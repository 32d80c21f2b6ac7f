use serde::{Deserialize, Serialize};
use std::path::{Path, PathBuf};

use crate::error::{ClientError, ClientResult};
use crate::traits::{ActorId, ActorResolver};

/// What a successful login leaves on disk.
#[derive(Debug, Clone, Serialize, Deserialize, PartialEq, Eq)]
pub struct StoredSession {
    pub actor_id: ActorId,
    #[serde(default)]
    pub email: Option<String>,
}

/// Login session persisted as a small JSON file.
#[derive(Debug, Clone)]
pub struct SessionFile {
    path: PathBuf,
}

impl SessionFile {
    pub fn new(path: PathBuf) -> Self {
        Self { path }
    }

    pub fn path(&self) -> &Path {
        &self.path
    }

    /// Save a session to disk.
    pub fn save(&self, session: &StoredSession) -> ClientResult<()> {
        if let Some(dir) = self.path.parent() {
            std::fs::create_dir_all(dir)
                .map_err(|e| ClientError::Session(format!("Failed to create directory: {}", e)))?;
        }
        let json = serde_json::to_string_pretty(session)
            .map_err(|e| ClientError::Session(format!("Failed to serialize session: {}", e)))?;
        std::fs::write(&self.path, json)
            .map_err(|e| ClientError::Session(format!("Failed to write session file: {}", e)))?;
        Ok(())
    }

    /// Load the saved session, if one exists.
    pub fn load(&self) -> ClientResult<Option<StoredSession>> {
        if !self.path.exists() {
            return Ok(None);
        }
        let contents = std::fs::read_to_string(&self.path)
            .map_err(|e| ClientError::Session(format!("Failed to read session file: {}", e)))?;
        let session = serde_json::from_str(&contents)
            .map_err(|e| ClientError::Session(format!("Failed to parse session file: {}", e)))?;
        Ok(Some(session))
    }

    /// Delete the session file (logout).
    pub fn clear(&self) -> ClientResult<()> {
        if self.path.exists() {
            std::fs::remove_file(&self.path)
                .map_err(|e| ClientError::Session(format!("Failed to remove session file: {}", e)))?;
        }
        Ok(())
    }
}

impl ActorResolver for SessionFile {
    fn resolve_actor_id(&self) -> ClientResult<ActorId> {
        match self.load() {
            Ok(Some(session)) if !session.actor_id.trim().is_empty() => Ok(session.actor_id),
            Ok(_) => Err(ClientError::MissingActor(
                "not logged in (no session file)".to_string(),
            )),
            Err(e) => Err(ClientError::MissingActor(e.to_string())),
        }
    }
}

/// Resolver with a fixed answer.
#[derive(Debug, Clone, Default)]
pub struct StaticActor(pub Option<ActorId>);

impl StaticActor {
    pub fn logged_in(actor_id: impl Into<ActorId>) -> Self {
        Self(Some(actor_id.into()))
    }

    pub fn anonymous() -> Self {
        Self(None)
    }
}

impl ActorResolver for StaticActor {
    fn resolve_actor_id(&self) -> ClientResult<ActorId> {
        self.0
            .clone()
            .ok_or_else(|| ClientError::MissingActor("no actor configured".to_string()))
    }
}

#[cfg(test)]
mod tests {
    use super::*;

    #[test]
    fn test_save_load_clear() {
        let dir = tempfile::tempdir().unwrap();
        let file = SessionFile::new(dir.path().join("nested").join("session.json"));
        let session = StoredSession {
            actor_id: "17".to_string(),
            email: Some("ana@example.com".to_string()),
        };

        file.save(&session).unwrap();
        assert_eq!(file.load().unwrap(), Some(session));
        assert_eq!(file.resolve_actor_id().unwrap(), "17");

        file.clear().unwrap();
        assert_eq!(file.load().unwrap(), None);
    }

    #[test]
    fn test_missing_session_is_missing_actor() {
        let dir = tempfile::tempdir().unwrap();
        let file = SessionFile::new(dir.path().join("session.json"));
        assert!(matches!(
            file.resolve_actor_id(),
            Err(ClientError::MissingActor(_))
        ));
    }

    #[test]
    fn test_corrupt_session_is_missing_actor() {
        let dir = tempfile::tempdir().unwrap();
        let path = dir.path().join("session.json");
        std::fs::write(&path, "{not json").unwrap();
        let file = SessionFile::new(path);
        assert!(matches!(
            file.resolve_actor_id(),
            Err(ClientError::MissingActor(_))
        ));
    }

    #[test]
    fn test_static_actor() {
        assert_eq!(StaticActor::logged_in("9").resolve_actor_id().unwrap(), "9");
        assert!(StaticActor::anonymous().resolve_actor_id().is_err());
    }
}
//! Completing reviews.
//!
//! A review moves `Pending -> Done` exactly once. Completing it records a
//! study session that points back at the review through `origin_id`; that
//! session never schedules further reviews.

use study::{Difficulty, LogId, ReviewId, StudyPayload};

use crate::error::StoreError;
use crate::store::EntityStore;

/// Difficulty recorded for sessions produced by completing a review.
pub const REVIEW_SESSION_DIFFICULTY: Difficulty = Difficulty::Medium;

impl EntityStore {
    /// Complete a review, crediting the configured default duration.
    pub fn complete_review(&mut self, id: ReviewId) -> Result<Option<LogId>, StoreError> {
        let minutes = self.config().default_review_minutes;
        self.complete_review_with_duration(id, minutes)
    }

    /// Mark a pending review done and log the session that completed it.
    ///
    /// Returns the new log's ID, or `None` when the review is unknown or
    /// already done. Neither case changes any state.
    pub fn complete_review_with_duration(
        &mut self,
        id: ReviewId,
        duration_minutes: i64,
    ) -> Result<Option<LogId>, StoreError> {
        let Some(review) = self.review(id) else {
            tracing::info!(review_id = %id, "Completion of unknown review ignored");
            return Ok(None);
        };
        if review.is_done() {
            tracing::info!(review_id = %id, "Review already done, completion ignored");
            return Ok(None);
        }

        let payload = StudyPayload::new(review.subject.clone(), review.topic.clone(), duration_minutes)
            .with_difficulty(REVIEW_SESSION_DIFFICULTY)
            .from_review(id);

        tracing::info!(review_id = %id, minutes = duration_minutes, "Completing review");
        self.register_study(payload).map(Some)
    }
}
//! Plain-text rendering of store state for the terminal.

use std::fmt::Write;

use analytics::{AnalyticsView, ReviewTag};
use study::{Review, StudyLog, Subject, UserProfile};

const BAR_WIDTH: u32 = 20;

pub fn dashboard(view: &AnalyticsView) -> String {
    let mut out = String::new();
    let _ = writeln!(out, "Reviews due today  {}", view.reviews_due_today);
    if view.overdue_reviews > 0 {
        let _ = writeln!(out, "  of which overdue {}", view.overdue_reviews);
    }
    let _ = writeln!(out, "Streak             {} days", view.streak_days);
    let _ = writeln!(out, "Total study time   {}", view.total_time);
    let _ = writeln!(out, "Top subject        {}", view.top_subject_label());

    let _ = writeln!(out, "\nThis week");
    for bucket in &view.weekly {
        let filled = (bucket.percent * BAR_WIDTH / 100) as usize;
        let _ = writeln!(
            out,
            "  {} {:<width$} {} min",
            bucket.day,
            "#".repeat(filled),
            bucket.minutes,
            width = BAR_WIDTH as usize
        );
    }

    let _ = writeln!(out, "\nComing up");
    if view.upcoming.is_empty() {
        let _ = writeln!(out, "  nothing scheduled");
    }
    for item in &view.upcoming {
        let tag = match item.tag {
            ReviewTag::Review => "review",
            ReviewTag::Study => "study",
        };
        let _ = writeln!(
            out,
            "  {}  {} - {} [{}]",
            item.date_label, item.subject, item.topic, tag
        );
    }
    out
}

pub fn review_line(review: &Review) -> String {
    match review.completed_at {
        Some(at) => format!(
            "{}  {}  {} - {}  done {}",
            review.id,
            review.due_date,
            review.subject,
            review.topic,
            at.format("%Y-%m-%d %H:%M")
        ),
        None => format!(
            "{}  {}  {} - {}",
            review.id, review.due_date, review.subject, review.topic
        ),
    }
}

pub fn log_line(log: &StudyLog) -> String {
    let marker = if log.is_review_session() { " (review)" } else { "" };
    format!(
        "{}  {}  {} - {}  {} min, {}{}",
        log.id,
        log.occurred_at.format("%Y-%m-%d %H:%M"),
        log.subject,
        log.topic,
        log.duration,
        log.difficulty,
        marker
    )
}

pub fn subject_line(subject: &Subject) -> String {
    format!("{}  {:<8} {}", subject.id, subject.color, subject.name)
}

pub fn profile(profile: &UserProfile) -> String {
    let mut out = format!("Name   {}\nEmail  {}\n", profile.name, profile.email);
    if let Some(avatar) = &profile.avatar {
        let _ = writeln!(out, "Avatar {}", avatar);
    }
    out
}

━━━

### Work item
Reproduce each line of the material containing the word "upcoming".

### Task result
    if view.upcoming.is_empty() {
    for item in &view.upcoming {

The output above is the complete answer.